Dataset entries
================================
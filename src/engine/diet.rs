//! Diet planner - calorie and macronutrient targets plus a templated meal plan
//!
//! Energy needs follow Mifflin-St Jeor scaled by an activity multiplier, then
//! shifted by goal, BMI band and recent weight trend. Macros are split per goal.

use serde::{Deserialize, Serialize};
use tracing::debug;

use super::features::{FeatureSet, WeightTrend};
use crate::bands::BmiBand;
use crate::records::{ActivityLevel, Gender, Goal};
use crate::templates::diet::{self as text, MealDescriptions, MealOptions};
use crate::templates::join_notes;

const PROTEIN_KCAL_PER_G: f64 = 4.0;
const CARB_KCAL_PER_G: f64 = 4.0;
const FAT_KCAL_PER_G: f64 = 9.0;

/// Per-goal macronutrient split
#[derive(Debug, Clone, Copy, PartialEq)]
pub struct MacroProfile {
    pub protein_per_kg: f64,
    pub fat_ratio: f64,
    /// Nominal carb share. Carb grams are the residual of the calorie budget,
    /// so this value does not enter the calculation.
    pub carb_ratio: f64,
}

pub fn macro_profile(goal: Goal) -> MacroProfile {
    match goal {
        Goal::Lose => MacroProfile { protein_per_kg: 2.0, fat_ratio: 0.30, carb_ratio: 0.40 },
        Goal::Gain => MacroProfile { protein_per_kg: 2.2, fat_ratio: 0.25, carb_ratio: 0.55 },
        Goal::Maintain => MacroProfile { protein_per_kg: 1.8, fat_ratio: 0.25, carb_ratio: 0.50 },
    }
}

/// Mifflin-St Jeor, kcal/day
pub fn basal_metabolic_rate(gender: Gender, weight_kg: f64, height_cm: f64, age: i32) -> f64 {
    let base = 10.0 * weight_kg + 6.25 * height_cm - 5.0 * f64::from(age);
    match gender {
        Gender::Male => base + 5.0,
        Gender::Female | Gender::Other => base - 161.0,
    }
}

pub fn activity_multiplier(level: ActivityLevel) -> f64 {
    match level {
        ActivityLevel::Low => 1.2,
        ActivityLevel::Medium => 1.55,
        ActivityLevel::High => 1.9,
    }
}

pub fn goal_adjustment(goal: Goal) -> f64 {
    match goal {
        Goal::Lose => -500.0,
        Goal::Maintain => 0.0,
        Goal::Gain => 500.0,
    }
}

/// Overweight or obese and cutting: cut a bit deeper. Underweight and gaining: eat a bit more.
pub fn bmi_adjustment(bmi: f64, goal: Goal) -> f64 {
    match goal {
        Goal::Lose if bmi > 25.0 => -100.0,
        Goal::Gain if bmi < 18.5 => 100.0,
        _ => 0.0,
    }
}

/// Already moving towards the goal: ease off slightly
pub fn trend_adjustment(trend: WeightTrend, goal: Goal) -> f64 {
    match (trend, goal) {
        (WeightTrend::Losing, Goal::Lose) => 100.0,
        (WeightTrend::Gaining, Goal::Gain) => -50.0,
        _ => 0.0,
    }
}

/// Unrounded daily targets
#[derive(Debug, Clone, Copy, PartialEq)]
pub struct EnergyTargets {
    pub bmr: f64,
    pub tdee: f64,
    pub daily_calories: f64,
    pub protein_g: f64,
    pub carbs_g: f64,
    pub fat_g: f64,
}

pub fn energy_targets(features: &FeatureSet) -> EnergyTargets {
    let bmr = basal_metabolic_rate(features.gender, features.weight, features.height, features.age);
    let tdee = bmr * activity_multiplier(features.activity_level);

    let daily_calories = tdee
        + goal_adjustment(features.goal)
        + bmi_adjustment(features.bmi, features.goal)
        + trend_adjustment(features.weight_trend, features.goal);

    let macros = macro_profile(features.goal);
    let protein_g = features.weight * macros.protein_per_kg;
    let protein_kcal = protein_g * PROTEIN_KCAL_PER_G;
    let fat_kcal = daily_calories * macros.fat_ratio;
    let carb_kcal = daily_calories - protein_kcal - fat_kcal;

    EnergyTargets {
        bmr,
        tdee,
        daily_calories,
        protein_g,
        carbs_g: carb_kcal / CARB_KCAL_PER_G,
        fat_g: fat_kcal / FAT_KCAL_PER_G,
    }
}

#[derive(Debug, Clone, Serialize, Deserialize, PartialEq)]
pub struct MealSlot {
    pub description: String,
    pub suggestions: Vec<String>,
}

#[derive(Debug, Clone, Serialize, Deserialize, PartialEq)]
pub struct MealPlan {
    pub breakfast: MealSlot,
    pub lunch: MealSlot,
    pub dinner: MealSlot,
    pub snacks: MealSlot,
}

impl MealPlan {
    /// Suggestions come from the goal table, descriptions from the BMI band table
    pub fn from_templates(options: &MealOptions, descriptions: &MealDescriptions) -> Self {
        let slot = |description: &str, suggestions: &[&str]| MealSlot {
            description: description.to_string(),
            suggestions: suggestions.iter().map(|s| s.to_string()).collect(),
        };

        Self {
            breakfast: slot(descriptions.breakfast, &options.breakfast),
            lunch: slot(descriptions.lunch, &options.lunch),
            dinner: slot(descriptions.dinner, &options.dinner),
            snacks: slot(descriptions.snacks, &options.snacks),
        }
    }
}

#[derive(Debug, Clone, Serialize, Deserialize, PartialEq)]
pub struct DietRecommendation {
    pub daily_calories: i64,
    pub protein: i64,
    pub carbs: i64,
    pub fat: i64,
    pub meal_plan: MealPlan,
    pub notes: String,
}

/// Whole kcal/grams; negative budgets clamp to zero
fn to_output(value: f64) -> i64 {
    value.max(0.0).round_ties_even() as i64
}

pub fn plan_diet(features: &FeatureSet) -> DietRecommendation {
    let targets = energy_targets(features);

    debug!(
        bmr = targets.bmr,
        tdee = targets.tdee,
        daily_calories = targets.daily_calories,
        "Computed energy targets for goal {}",
        features.goal.name()
    );

    DietRecommendation {
        daily_calories: to_output(targets.daily_calories),
        protein: to_output(targets.protein_g),
        carbs: to_output(targets.carbs_g),
        fat: to_output(targets.fat_g),
        meal_plan: MealPlan::from_templates(
            text::meal_options(features.goal),
            text::meal_descriptions(features.bmi_band),
        ),
        notes: diet_notes(features.goal, features.bmi_band, features.weight_trend),
    }
}

fn diet_notes(goal: Goal, band: BmiBand, trend: WeightTrend) -> String {
    let mut notes = vec![text::goal_note(goal), text::bmi_note(band)];
    notes.extend(text::trend_note(trend, goal));
    notes.push(text::HYDRATION_NOTE);
    join_notes(&notes)
}
//! Plain-text rendering of features and plans for the terminal

use crate::engine::schedule::weekday_key;
use crate::engine::{DietRecommendation, FeatureSet, WorkoutRecommendation};
use crate::templates::NOTE_SEPARATOR;

fn notes_block(notes: &str) -> String {
    notes
        .split(NOTE_SEPARATOR)
        .map(|n| format!("  - {}", n))
        .collect::<Vec<_>>()
        .join("\n")
}

impl FeatureSet {
    pub fn format(&self) -> String {
        let prefs = &self.exercise_preferences;
        format!(
            "Age: {} | Height: {} cm | Weight: {} kg\n\
             BMI: {:.1} ({:?}) | Trend: {:?}\n\
             Goal: {} | Activity: {:?}\n\
             Preferences: cardio {:.0}%, strength {:.0}%, flexibility {:.0}%",
            self.age,
            self.height,
            self.weight,
            self.bmi,
            self.bmi_band,
            self.weight_trend,
            self.goal.name(),
            self.activity_level,
            prefs.cardio * 100.0,
            prefs.strength * 100.0,
            prefs.flexibility * 100.0,
        )
    }
}

impl DietRecommendation {
    pub fn format(&self) -> String {
        let mut lines = vec![
            format!("Daily calories: {} kcal", self.daily_calories),
            format!(
                "Protein: {} g | Carbs: {} g | Fat: {} g",
                self.protein, self.carbs, self.fat
            ),
        ];

        let slots = [
            ("Breakfast", &self.meal_plan.breakfast),
            ("Lunch", &self.meal_plan.lunch),
            ("Dinner", &self.meal_plan.dinner),
            ("Snacks", &self.meal_plan.snacks),
        ];
        for (name, slot) in slots {
            lines.push(format!("\n{}: {}", name, slot.description));
            for suggestion in &slot.suggestions {
                lines.push(format!("  * {}", suggestion));
            }
        }

        lines.push(format!("\nNotes:\n{}", notes_block(&self.notes)));
        lines.join("\n")
    }
}

impl WorkoutRecommendation {
    pub fn format(&self) -> String {
        let plan = &self.workout_plan;
        let mut lines = vec![
            format!("Focus: {}", plan.focus),
            format!("Progression: {}", plan.progression),
            format!(
                "Sessions: {} | Target burn: {} kcal",
                plan.sessions_per_week, self.target_calories
            ),
        ];

        for block in &plan.exercises {
            lines.push(format!(
                "\n{} ({}, {}): {}",
                block.name, block.duration, block.frequency, block.description
            ));
            lines.push(format!("  {}", block.options.join(", ")));
        }

        lines.push("\nWeekly schedule:".to_string());
        for (weekday, day) in self.weekly_schedule.iter() {
            lines.push(format!(
                "  {:10} {:22} {:15} {}",
                weekday_key(weekday),
                day.day_type.name(),
                day.duration,
                day.description
            ));
        }

        lines.push(format!("\nNotes:\n{}", notes_block(&self.notes)));
        lines.join("\n")
    }
}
================================
▶ **TASK TO CARRY OUT**
Looking at the entries above, say how many lines hold the word "ActivityLevel". Offer no other text.

▶ **TASK OUTPUT**
5